━━━ Provided data ━━━
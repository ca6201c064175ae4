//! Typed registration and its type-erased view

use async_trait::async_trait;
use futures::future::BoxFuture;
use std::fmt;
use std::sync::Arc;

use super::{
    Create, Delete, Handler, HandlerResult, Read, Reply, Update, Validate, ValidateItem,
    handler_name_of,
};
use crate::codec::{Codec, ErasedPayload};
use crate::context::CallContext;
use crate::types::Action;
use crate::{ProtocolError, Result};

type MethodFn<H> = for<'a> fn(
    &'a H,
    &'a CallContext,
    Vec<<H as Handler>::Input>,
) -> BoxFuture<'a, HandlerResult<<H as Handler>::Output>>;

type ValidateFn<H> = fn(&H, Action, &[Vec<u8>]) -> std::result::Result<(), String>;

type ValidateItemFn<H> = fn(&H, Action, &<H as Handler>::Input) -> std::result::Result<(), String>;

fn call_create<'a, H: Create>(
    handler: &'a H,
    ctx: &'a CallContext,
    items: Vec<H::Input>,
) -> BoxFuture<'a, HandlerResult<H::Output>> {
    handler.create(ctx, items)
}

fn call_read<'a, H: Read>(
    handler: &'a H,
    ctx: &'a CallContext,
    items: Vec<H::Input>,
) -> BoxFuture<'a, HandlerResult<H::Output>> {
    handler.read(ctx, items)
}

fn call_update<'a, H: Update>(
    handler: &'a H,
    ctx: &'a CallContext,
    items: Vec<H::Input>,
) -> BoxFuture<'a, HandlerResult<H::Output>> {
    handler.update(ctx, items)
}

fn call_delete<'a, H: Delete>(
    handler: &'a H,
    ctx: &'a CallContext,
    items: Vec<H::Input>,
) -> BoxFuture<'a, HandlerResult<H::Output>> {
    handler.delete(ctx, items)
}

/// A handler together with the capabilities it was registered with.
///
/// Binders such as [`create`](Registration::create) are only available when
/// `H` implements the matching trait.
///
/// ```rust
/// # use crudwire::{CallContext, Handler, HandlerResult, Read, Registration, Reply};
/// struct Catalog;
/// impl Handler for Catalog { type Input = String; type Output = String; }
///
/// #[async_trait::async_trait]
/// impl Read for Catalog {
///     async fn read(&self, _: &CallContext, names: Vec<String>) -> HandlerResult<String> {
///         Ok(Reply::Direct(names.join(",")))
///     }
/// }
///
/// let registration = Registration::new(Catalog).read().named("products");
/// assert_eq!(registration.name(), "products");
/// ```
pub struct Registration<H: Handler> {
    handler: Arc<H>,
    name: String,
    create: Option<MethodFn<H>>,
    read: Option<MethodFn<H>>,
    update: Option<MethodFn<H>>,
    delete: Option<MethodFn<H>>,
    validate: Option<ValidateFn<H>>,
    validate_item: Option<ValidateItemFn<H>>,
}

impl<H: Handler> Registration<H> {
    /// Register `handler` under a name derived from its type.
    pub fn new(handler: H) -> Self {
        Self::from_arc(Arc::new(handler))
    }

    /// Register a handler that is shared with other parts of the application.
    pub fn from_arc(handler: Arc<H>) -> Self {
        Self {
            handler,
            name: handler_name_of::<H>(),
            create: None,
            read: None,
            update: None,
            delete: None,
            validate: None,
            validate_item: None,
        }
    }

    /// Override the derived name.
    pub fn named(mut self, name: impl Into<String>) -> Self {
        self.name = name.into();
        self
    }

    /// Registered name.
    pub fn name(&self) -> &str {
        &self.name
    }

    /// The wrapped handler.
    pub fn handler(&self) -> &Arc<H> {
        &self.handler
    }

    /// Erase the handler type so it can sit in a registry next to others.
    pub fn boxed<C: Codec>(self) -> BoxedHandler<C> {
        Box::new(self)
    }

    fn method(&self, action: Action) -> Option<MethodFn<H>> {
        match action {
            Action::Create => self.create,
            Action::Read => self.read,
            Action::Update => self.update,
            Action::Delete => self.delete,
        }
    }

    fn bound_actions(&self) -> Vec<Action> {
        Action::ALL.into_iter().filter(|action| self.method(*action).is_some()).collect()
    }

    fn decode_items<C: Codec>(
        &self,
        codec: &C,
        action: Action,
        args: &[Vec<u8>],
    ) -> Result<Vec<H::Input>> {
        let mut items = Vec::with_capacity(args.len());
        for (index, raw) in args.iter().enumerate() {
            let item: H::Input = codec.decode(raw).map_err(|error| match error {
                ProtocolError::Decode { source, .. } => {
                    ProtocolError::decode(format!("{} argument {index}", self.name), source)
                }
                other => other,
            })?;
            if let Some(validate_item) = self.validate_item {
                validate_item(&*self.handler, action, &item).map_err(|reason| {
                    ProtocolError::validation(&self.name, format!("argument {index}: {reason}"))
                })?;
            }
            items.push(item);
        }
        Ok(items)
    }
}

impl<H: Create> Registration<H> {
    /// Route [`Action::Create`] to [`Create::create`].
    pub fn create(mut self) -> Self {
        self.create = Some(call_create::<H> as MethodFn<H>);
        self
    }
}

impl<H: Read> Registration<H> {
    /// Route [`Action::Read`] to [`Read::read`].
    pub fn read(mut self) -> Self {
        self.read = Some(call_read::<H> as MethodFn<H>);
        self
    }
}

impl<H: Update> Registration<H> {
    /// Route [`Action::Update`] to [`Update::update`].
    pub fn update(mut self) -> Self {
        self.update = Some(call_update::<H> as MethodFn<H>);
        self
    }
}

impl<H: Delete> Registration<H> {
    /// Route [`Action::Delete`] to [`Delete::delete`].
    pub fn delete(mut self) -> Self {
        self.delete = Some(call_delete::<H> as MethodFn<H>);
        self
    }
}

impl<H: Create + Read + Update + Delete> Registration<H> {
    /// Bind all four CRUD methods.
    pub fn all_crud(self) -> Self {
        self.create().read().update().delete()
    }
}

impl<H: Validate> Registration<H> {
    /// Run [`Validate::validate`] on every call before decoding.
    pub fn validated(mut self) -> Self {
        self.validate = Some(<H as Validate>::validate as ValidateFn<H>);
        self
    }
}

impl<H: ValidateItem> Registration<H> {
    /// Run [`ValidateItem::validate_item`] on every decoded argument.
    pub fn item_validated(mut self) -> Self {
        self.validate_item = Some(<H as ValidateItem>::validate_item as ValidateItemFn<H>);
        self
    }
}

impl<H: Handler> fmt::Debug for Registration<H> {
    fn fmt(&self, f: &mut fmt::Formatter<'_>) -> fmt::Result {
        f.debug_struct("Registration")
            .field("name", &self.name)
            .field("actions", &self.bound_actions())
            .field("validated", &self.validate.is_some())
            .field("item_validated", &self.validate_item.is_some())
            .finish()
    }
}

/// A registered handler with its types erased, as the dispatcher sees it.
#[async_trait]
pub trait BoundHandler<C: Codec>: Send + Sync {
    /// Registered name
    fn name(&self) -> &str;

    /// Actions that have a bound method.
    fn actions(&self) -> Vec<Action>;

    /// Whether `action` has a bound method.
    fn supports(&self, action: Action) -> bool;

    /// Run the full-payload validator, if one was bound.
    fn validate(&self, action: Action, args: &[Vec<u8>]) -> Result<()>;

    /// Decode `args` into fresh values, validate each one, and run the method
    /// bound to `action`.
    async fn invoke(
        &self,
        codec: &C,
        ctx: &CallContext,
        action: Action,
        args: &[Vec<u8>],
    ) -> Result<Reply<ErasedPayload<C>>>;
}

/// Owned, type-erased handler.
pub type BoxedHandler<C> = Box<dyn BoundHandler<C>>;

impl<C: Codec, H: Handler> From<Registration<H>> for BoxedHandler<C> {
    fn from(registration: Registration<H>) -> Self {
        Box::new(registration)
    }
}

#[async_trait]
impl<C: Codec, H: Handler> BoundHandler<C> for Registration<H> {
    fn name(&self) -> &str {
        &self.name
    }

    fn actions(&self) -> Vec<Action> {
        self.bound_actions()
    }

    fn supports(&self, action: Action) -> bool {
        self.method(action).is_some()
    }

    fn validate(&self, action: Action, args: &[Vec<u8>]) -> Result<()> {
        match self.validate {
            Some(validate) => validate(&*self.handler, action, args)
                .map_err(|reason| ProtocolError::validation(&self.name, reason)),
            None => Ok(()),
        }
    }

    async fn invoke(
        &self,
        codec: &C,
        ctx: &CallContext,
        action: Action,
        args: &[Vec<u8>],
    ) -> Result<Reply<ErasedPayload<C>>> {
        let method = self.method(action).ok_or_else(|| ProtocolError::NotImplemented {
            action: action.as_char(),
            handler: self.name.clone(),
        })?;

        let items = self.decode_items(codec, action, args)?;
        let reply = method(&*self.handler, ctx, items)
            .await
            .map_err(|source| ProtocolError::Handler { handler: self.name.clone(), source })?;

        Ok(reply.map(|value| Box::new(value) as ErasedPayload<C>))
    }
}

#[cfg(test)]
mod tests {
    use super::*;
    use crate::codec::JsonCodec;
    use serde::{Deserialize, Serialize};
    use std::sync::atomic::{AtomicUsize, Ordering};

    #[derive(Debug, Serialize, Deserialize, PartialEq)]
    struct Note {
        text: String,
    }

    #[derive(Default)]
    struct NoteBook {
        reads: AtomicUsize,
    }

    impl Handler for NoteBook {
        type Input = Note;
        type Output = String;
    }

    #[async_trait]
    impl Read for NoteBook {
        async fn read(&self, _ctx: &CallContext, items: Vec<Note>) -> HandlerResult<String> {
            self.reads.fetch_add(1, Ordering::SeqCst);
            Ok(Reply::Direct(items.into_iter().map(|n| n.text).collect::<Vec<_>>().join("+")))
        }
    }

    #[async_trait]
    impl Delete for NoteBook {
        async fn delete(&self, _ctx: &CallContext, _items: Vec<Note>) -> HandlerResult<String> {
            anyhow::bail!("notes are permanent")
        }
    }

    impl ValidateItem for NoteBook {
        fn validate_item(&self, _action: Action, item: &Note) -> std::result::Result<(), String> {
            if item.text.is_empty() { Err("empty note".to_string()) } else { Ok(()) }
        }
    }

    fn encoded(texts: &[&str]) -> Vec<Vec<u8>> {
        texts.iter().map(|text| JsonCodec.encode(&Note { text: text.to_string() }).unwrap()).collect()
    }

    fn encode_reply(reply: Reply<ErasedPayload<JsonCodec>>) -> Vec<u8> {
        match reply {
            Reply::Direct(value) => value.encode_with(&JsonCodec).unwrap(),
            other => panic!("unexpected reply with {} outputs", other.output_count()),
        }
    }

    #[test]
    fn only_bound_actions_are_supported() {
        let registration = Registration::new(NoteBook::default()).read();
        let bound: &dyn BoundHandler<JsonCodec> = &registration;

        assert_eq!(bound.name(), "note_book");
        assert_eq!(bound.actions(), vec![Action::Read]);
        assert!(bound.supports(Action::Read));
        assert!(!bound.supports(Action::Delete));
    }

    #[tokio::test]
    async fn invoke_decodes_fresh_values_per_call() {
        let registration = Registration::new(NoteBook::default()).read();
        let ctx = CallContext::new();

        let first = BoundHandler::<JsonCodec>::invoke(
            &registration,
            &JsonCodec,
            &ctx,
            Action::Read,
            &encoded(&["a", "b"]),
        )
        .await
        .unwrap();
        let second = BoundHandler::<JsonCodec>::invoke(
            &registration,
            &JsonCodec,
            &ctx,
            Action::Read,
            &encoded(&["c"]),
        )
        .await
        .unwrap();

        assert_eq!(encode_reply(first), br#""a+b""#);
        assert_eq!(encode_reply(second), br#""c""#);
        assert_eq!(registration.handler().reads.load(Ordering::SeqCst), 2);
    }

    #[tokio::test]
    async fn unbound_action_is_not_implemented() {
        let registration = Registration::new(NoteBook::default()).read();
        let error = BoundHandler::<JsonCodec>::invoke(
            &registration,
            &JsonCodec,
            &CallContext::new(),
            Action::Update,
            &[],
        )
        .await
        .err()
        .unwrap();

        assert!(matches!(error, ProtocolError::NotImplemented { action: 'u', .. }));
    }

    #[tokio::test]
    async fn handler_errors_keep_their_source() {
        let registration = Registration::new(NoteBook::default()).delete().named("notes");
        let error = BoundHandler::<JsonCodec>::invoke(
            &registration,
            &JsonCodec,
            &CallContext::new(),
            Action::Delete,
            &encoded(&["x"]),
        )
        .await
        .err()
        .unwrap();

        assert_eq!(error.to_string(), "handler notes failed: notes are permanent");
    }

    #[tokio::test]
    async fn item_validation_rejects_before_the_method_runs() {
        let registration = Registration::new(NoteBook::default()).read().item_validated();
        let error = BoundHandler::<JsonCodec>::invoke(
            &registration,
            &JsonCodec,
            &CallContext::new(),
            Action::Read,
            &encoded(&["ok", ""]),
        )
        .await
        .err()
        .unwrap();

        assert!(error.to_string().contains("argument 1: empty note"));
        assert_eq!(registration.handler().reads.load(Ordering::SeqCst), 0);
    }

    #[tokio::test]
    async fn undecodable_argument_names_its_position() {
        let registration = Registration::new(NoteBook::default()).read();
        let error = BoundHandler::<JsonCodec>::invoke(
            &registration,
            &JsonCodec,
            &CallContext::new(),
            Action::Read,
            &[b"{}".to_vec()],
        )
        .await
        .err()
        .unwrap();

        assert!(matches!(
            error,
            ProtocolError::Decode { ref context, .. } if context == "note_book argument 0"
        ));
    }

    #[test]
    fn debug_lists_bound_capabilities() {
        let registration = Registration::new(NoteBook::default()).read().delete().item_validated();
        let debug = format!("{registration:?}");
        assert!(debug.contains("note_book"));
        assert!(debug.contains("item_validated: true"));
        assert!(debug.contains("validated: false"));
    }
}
━━━
━━━ Provided data ━━━
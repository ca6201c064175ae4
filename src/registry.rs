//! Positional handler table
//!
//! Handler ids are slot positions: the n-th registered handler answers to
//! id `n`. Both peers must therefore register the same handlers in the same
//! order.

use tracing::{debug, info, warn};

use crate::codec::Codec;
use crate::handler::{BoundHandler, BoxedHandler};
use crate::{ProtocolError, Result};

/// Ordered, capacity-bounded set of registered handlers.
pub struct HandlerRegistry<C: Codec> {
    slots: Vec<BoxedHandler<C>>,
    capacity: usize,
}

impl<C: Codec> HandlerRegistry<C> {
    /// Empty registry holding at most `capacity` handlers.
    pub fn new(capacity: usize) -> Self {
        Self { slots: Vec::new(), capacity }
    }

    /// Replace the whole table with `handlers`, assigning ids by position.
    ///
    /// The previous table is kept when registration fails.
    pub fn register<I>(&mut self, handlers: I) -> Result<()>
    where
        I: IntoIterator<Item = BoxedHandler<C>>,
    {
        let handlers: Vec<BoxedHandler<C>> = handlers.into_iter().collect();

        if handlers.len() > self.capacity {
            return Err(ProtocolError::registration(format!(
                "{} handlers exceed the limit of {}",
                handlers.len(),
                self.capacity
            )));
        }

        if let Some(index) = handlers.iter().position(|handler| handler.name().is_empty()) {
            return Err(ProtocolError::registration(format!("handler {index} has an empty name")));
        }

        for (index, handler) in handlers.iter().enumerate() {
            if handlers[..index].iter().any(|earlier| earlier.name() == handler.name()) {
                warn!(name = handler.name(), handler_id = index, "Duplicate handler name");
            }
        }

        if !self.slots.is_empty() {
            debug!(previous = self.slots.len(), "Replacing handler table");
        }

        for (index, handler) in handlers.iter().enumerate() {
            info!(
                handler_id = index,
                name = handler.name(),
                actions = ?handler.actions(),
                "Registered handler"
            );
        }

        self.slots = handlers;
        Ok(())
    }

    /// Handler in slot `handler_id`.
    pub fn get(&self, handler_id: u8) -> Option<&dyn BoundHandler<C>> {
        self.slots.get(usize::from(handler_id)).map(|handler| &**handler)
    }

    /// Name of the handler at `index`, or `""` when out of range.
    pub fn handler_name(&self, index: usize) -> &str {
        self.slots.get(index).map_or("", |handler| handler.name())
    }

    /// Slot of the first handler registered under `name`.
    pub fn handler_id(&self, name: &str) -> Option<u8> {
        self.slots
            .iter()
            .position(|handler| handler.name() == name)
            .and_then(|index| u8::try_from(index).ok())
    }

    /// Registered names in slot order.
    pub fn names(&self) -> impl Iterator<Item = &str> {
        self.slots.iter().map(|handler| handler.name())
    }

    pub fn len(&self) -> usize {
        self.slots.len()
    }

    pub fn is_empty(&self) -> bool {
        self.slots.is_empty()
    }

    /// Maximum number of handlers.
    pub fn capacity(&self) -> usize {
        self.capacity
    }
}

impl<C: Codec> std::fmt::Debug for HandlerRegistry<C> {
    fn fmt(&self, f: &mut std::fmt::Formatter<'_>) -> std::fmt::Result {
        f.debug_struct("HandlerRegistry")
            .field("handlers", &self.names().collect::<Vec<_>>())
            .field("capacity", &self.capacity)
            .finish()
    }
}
━━━
━━━ Provided data ━━━
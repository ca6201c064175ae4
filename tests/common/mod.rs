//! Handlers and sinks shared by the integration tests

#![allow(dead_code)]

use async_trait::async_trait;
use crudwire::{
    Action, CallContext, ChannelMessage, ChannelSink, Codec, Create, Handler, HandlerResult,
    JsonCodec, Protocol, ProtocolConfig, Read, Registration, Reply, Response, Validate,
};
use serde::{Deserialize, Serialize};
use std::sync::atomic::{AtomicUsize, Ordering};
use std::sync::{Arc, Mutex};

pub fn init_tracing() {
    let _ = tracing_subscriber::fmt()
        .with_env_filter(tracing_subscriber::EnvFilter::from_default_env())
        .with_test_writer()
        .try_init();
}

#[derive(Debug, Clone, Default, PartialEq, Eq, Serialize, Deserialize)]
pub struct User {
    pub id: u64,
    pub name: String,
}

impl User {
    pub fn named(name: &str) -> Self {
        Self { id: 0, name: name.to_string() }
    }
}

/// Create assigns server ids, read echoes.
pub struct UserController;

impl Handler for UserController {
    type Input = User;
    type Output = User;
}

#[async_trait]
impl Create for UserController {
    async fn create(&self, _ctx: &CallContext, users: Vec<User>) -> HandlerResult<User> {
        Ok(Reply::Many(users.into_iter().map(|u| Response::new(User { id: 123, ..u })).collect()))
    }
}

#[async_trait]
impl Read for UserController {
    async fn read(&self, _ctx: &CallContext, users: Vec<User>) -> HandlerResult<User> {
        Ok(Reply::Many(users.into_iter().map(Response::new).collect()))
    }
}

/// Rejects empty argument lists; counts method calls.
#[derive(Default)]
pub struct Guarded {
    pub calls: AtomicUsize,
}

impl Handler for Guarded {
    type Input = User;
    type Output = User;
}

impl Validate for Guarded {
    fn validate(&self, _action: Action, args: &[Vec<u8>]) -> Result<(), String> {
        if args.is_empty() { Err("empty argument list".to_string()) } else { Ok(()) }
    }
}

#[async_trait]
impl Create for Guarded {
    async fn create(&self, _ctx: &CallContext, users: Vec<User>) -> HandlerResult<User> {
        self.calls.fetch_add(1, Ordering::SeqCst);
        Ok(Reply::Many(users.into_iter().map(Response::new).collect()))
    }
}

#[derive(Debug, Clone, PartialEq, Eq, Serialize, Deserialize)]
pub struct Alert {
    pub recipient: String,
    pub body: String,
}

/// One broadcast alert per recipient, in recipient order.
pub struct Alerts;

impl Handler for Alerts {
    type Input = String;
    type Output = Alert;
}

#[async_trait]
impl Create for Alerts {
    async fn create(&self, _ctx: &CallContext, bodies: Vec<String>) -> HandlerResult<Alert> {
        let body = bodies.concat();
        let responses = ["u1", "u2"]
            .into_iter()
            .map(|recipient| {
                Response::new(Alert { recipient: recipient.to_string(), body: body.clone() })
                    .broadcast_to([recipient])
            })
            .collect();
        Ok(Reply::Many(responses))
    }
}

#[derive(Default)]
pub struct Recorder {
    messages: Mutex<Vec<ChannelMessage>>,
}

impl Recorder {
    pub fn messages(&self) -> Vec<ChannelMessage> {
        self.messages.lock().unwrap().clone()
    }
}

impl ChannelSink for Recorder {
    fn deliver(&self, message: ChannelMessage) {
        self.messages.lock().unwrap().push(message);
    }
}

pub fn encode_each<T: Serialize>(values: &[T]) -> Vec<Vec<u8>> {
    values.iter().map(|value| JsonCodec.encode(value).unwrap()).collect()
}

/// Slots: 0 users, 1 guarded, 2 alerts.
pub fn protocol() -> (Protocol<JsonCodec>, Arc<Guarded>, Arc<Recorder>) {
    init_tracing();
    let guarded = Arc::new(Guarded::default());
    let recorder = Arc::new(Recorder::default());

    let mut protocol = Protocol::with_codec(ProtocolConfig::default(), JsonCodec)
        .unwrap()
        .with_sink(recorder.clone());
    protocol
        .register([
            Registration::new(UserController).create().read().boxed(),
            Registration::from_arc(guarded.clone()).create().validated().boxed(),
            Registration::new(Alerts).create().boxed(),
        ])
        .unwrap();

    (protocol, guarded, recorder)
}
━━━
> _Work instructions_:
Please copy out each line of the material that contains the string "crate".

> _Answer to this exercise_:
use crate::codec::{Codec, ErasedPayload};
use crate::context::CallContext;
use crate::types::Action;
use crate::{ProtocolError, Result};
    use crate::codec::JsonCodec;
use crate::codec::Codec;
use crate::handler::{BoundHandler, BoxedHandler};
use crate::{ProtocolError, Result};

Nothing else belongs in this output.